Brent Crayon is an American pianist, musical director, orchestrator and copyist.

==Early life and education==
Crayon was born and grew up in New Orleans, Louisiana. He graduated from Loyola University New Orleans with a Bachelor of Music degree in music performance, in 1995. He subsequently earned a Master of Fine Arts in piano performance from the California Institute of the Arts, in Valencia, California, in 1997.

==Musical director==
Crayon began his musical career as a trained classical pianist. After serving as the musical director for several productions at the Rubicon Theatre in Ventura, California and elsewhere, he made his Los Angeles theatrical debut at the Mark Taper Forum, with the pre-Broadway revival of Flower Drum Song, in 2001. Since then, he subsequently musical directed productions of Les Miserables in Alaska, Dreamgirls in Tokyo, Jacques Brel is Alive and Well and Living in Paris,
Ecstasy, the Musical,, A Class Act, Triumph of Love, The Spitfire Grill, The Fantasticks, West Side Story and others.

===Major collaborations===
Crayon has worked and collaborated with several prominent composers and artists, including Stephen Schwartz, John Bucchino, Paul Gordon, Jason Robert Brown and directors Richard Maltby, Jr., Chen Shi-Zheng and John Caird among others. He was the musical director for the world premieres of It’s Only Life, Bubble Boy: The Musical, Snapshots When Garbo Talks and The Devil and Daisy Jane; the associate musical director for the world premiere of Empire, the Musical; and the musical director of the west coast premieres of First Date, Songs for a New World and Tick, Tick... Boom! and the Los Angeles premiere of A Catered Affair.
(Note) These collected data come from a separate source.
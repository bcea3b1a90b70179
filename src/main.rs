//! Othello GUI
//!
//! A graphical interface for playing Othello on one machine.

use othello::ui::OthelloApp;

fn main() -> Result<(), eframe::Error> {
    let options = eframe::NativeOptions {
        viewport: egui::ViewportBuilder::default()
            .with_inner_size([900.0, 680.0])
            .with_min_inner_size([700.0, 540.0])
            .with_title("Othello"),
        ..Default::default()
    };

    eframe::run_native(
        "Othello",
        options,
        Box::new(|cc| Ok(Box::new(OthelloApp::new(cc)))),
    )
}
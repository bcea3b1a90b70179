//! Theme constants for the Othello GUI

use egui::Color32;

// Board colors - classic green felt
pub const BOARD_BG: Color32 = Color32::from_rgb(30, 110, 60);
pub const GRID_LINE: Color32 = Color32::from_rgb(12, 60, 30);

// Disc colors with better contrast
pub const BLACK_DISC: Color32 = Color32::from_rgb(25, 25, 30);
pub const BLACK_DISC_HIGHLIGHT: Color32 = Color32::from_rgb(70, 70, 80);
pub const WHITE_DISC: Color32 = Color32::from_rgb(250, 250, 252);
pub const WHITE_DISC_SHADOW: Color32 = Color32::from_rgb(190, 190, 195);

// Markers
pub const LAST_MOVE_MARKER: Color32 = Color32::from_rgb(230, 60, 60);
pub const WIN_HIGHLIGHT: Color32 = Color32::from_rgb(50, 220, 50);

// Functions for colors that can't be const
pub fn hover_valid() -> Color32 {
    Color32::from_rgba_unmultiplied(250, 250, 250, 90)
}

pub fn hover_invalid() -> Color32 {
    Color32::from_rgba_unmultiplied(255, 50, 50, 100)
}

// Panel colors - dark modern theme
pub const PANEL_BG: Color32 = Color32::from_rgb(25, 27, 31);
pub const CARD_BG: Color32 = Color32::from_rgb(35, 38, 43);
pub const TEXT_PRIMARY: Color32 = Color32::from_rgb(240, 240, 245);
pub const TEXT_SECONDARY: Color32 = Color32::from_rgb(160, 165, 175);
pub const TEXT_MUTED: Color32 = Color32::from_rgb(120, 125, 135);

// Sizes
pub const BOARD_MARGIN: f32 = 24.0;
pub const DISC_RADIUS_RATIO: f32 = 0.42;
pub const GRID_LINE_WIDTH: f32 = 1.5;
pub const LAST_MOVE_MARKER_RADIUS: f32 = 4.0;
Crayon also served as the musical director, performing with the Upright Cabaret band, for the west coast debut of composers Kait Kerrigan and Bree Lowdermilk songs, which featured performers Sarah Hyland, Melissa Benoist, Barrett Foa, Max Ehrich, Dezmond Meeks, Meghann Fahy, Laura Dickinson, Matt Sax, Morgan Karr, Arielle Jacobs, Colleen Ballinger and others.

==Piano soloist==
As a featured piano soloist, Crayon has performed with the Ventura Chamber Orchestra, the Long Beach Symphony and the Santa Monica Symphony.

==Composer==
In 1998, he served as the composer for an original children's theatre production of Rapunzel, based on the German fairy tale, which was successfully performed in repertory.

==Teaching==
Crayon is also an accomplished accompanist and has been a summer program faculty member at the Idyllwild Arts Academy, in Idyllwild, California. He has also been on the staff of El Camino College, in Torrance, California, serving as the musical director and conductor.

==Recordings==
He served as an orchestrator on the original cast recording of the musical, Bubble Boy, by the writing team of Cinco Paul and Ken Daurio. He also played the synthesizer for the album Michael Byron: Music Of Nights Without Moon Or Pearl, featuring the music of composer Michael Byron.

== Awards ==
In 2015, Crayon was nominated for an Ovation Award for Best Musical Direction for his work on The Last Five Years at the Rubicon Theatre in Ventura, California. He was previously nominated for an Ovation Award in 2005, in the same category for Songs For a New World, also at the Rubicon Theatre. A 2010 production of this musical at the International City Theatre in Long Beach, also garnered Crayon a Los Angeles Drama Critics Circle Award nomination.

In 2008, Crayon won a DayTony Award for Best Musical Direction for his work on Snapshots at the Human Race & Victoria Theatre, in Dayton, Ohio. In 2011, he was nominated for an NAACP Theatre Award, in the category of Best Music Director for Jacques Brel is Alive and Well And Living in Paris at the Colony Theatre in Burbank, California.